BEGIN Provided material
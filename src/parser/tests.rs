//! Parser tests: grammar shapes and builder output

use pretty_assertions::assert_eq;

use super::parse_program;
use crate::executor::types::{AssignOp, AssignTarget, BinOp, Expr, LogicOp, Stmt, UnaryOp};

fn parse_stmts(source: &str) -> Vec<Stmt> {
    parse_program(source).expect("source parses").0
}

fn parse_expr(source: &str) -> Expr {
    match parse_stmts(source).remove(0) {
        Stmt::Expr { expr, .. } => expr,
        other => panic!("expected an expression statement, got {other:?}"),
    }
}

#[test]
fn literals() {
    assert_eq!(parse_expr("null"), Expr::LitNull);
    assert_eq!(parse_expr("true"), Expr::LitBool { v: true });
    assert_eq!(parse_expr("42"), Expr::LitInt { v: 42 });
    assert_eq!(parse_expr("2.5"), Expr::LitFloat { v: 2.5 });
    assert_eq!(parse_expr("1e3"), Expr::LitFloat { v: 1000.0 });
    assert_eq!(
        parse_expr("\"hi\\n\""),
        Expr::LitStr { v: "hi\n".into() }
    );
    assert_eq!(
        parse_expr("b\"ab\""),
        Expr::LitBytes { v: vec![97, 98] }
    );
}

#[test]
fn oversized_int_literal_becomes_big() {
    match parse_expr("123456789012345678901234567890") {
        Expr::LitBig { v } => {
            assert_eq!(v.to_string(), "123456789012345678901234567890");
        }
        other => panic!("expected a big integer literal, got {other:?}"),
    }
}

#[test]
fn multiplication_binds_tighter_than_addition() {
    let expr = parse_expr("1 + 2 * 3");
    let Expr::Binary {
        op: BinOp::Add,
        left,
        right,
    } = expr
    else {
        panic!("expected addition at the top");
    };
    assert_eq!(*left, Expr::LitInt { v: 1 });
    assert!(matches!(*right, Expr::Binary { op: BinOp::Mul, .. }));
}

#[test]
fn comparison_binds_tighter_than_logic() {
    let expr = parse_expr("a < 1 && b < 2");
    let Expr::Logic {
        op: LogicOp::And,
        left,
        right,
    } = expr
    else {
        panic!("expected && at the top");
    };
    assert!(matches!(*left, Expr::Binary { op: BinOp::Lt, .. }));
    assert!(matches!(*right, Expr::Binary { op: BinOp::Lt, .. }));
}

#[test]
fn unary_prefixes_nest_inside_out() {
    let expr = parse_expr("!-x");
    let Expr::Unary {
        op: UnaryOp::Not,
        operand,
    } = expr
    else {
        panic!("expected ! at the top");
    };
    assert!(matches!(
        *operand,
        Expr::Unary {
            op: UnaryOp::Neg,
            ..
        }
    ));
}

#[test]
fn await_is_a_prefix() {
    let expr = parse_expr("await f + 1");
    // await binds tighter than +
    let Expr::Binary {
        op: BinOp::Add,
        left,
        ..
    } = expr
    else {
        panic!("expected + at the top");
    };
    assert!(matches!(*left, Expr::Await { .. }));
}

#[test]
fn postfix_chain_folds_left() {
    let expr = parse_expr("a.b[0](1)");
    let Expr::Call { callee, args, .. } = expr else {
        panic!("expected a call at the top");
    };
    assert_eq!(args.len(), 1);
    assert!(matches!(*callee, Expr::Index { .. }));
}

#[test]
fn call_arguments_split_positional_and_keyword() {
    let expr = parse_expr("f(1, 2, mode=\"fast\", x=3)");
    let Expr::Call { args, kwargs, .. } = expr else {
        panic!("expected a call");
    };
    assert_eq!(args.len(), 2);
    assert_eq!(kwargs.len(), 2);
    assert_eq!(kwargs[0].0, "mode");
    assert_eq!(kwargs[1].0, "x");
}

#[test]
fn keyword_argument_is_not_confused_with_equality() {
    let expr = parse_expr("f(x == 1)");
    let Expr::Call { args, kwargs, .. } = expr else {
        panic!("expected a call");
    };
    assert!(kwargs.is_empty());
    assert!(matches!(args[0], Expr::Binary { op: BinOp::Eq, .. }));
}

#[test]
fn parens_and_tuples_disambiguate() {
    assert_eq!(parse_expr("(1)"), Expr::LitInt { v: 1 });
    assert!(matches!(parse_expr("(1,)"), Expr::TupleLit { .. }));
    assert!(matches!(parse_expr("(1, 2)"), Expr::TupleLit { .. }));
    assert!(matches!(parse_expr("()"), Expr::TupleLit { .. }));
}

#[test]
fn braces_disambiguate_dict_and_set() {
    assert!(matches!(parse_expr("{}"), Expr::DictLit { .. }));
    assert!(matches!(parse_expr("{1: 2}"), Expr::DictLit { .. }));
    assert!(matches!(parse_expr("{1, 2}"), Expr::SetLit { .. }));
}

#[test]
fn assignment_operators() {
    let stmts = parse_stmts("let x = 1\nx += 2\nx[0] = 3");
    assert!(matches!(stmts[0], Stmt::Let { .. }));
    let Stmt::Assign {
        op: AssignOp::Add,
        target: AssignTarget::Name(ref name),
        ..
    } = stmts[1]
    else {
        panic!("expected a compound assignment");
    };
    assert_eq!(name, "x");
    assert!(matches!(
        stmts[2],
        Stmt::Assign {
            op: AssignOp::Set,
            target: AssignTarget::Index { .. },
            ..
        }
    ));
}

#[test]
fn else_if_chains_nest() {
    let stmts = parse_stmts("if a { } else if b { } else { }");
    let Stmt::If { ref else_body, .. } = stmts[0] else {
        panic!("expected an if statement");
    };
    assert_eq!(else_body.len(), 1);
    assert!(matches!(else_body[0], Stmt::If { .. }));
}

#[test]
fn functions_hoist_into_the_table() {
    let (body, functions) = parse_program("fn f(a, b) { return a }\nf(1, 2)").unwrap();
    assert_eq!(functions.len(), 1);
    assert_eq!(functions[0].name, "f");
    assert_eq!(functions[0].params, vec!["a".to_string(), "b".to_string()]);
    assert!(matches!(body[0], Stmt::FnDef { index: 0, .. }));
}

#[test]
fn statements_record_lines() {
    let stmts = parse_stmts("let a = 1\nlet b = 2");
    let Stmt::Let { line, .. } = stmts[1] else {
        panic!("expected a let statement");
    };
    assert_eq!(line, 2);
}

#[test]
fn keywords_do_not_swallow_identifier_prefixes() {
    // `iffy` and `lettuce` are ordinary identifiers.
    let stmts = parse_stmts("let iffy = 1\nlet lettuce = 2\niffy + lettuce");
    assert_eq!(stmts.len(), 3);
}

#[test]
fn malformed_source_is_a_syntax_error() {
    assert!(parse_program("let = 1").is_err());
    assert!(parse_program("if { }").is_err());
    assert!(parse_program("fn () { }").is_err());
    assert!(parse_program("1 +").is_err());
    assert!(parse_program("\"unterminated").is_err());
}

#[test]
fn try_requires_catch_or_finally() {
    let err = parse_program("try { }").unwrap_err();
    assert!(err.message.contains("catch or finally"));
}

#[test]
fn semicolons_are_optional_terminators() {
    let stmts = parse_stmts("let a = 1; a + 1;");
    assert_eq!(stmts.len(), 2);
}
END Provided material
BEGIN Provided material
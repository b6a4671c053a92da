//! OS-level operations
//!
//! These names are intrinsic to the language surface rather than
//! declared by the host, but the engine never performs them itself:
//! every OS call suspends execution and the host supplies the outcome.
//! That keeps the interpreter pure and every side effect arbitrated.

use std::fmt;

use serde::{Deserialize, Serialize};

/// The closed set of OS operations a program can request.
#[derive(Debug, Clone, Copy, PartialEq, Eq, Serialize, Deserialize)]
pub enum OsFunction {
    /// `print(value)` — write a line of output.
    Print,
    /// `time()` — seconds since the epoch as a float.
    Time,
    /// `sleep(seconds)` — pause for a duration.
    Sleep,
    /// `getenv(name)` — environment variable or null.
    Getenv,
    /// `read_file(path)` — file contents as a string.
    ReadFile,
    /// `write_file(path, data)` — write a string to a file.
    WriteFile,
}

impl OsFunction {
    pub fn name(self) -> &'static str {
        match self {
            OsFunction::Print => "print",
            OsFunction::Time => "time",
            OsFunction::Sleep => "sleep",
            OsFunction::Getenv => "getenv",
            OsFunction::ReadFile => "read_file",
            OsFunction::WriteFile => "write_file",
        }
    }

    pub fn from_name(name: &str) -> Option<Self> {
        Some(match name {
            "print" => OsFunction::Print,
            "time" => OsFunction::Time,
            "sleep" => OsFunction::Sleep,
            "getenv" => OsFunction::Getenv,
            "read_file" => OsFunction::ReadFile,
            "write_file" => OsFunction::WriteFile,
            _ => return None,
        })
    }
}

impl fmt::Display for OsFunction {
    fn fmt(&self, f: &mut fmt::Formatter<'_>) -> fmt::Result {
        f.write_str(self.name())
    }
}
END Provided material
BEGIN Provided material
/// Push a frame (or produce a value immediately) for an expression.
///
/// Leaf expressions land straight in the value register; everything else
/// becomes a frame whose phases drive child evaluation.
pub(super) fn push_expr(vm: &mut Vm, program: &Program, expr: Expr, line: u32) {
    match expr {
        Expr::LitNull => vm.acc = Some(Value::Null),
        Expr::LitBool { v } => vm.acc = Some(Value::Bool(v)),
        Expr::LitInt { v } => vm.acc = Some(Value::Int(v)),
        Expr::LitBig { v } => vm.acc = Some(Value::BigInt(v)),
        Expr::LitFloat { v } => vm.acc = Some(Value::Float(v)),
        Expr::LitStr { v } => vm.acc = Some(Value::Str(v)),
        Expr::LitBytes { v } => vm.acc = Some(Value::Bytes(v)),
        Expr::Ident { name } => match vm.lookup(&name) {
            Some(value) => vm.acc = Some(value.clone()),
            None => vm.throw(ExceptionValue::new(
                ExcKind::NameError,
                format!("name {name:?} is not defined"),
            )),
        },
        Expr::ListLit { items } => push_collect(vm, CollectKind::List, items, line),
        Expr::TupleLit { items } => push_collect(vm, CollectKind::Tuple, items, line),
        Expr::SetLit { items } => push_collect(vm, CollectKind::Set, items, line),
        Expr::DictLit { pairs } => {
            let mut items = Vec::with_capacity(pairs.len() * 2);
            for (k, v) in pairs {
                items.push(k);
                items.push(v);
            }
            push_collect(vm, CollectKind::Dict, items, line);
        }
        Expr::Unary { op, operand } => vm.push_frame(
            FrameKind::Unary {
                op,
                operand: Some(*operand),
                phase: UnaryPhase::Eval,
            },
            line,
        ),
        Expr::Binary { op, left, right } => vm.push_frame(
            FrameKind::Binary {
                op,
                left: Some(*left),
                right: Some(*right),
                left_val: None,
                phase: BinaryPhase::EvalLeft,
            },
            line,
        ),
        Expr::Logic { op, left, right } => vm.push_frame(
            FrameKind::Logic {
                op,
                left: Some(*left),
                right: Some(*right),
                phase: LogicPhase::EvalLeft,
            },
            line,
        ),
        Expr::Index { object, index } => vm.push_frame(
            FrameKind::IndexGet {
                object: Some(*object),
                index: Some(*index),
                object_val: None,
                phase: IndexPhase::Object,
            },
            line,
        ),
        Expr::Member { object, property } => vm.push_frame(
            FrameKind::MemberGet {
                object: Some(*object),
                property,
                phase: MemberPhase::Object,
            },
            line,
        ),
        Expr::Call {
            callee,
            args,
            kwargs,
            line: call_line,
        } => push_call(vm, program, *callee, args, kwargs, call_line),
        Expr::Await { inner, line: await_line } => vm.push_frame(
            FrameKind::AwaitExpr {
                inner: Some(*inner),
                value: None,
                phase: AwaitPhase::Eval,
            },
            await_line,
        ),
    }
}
END Provided material
Copy every line of the listing that contains the word "None".

- Exercise output -
            _ => return None,
            None => vm.throw(ExceptionValue::new(
                left_val: None,
                object_val: None,
                value: None,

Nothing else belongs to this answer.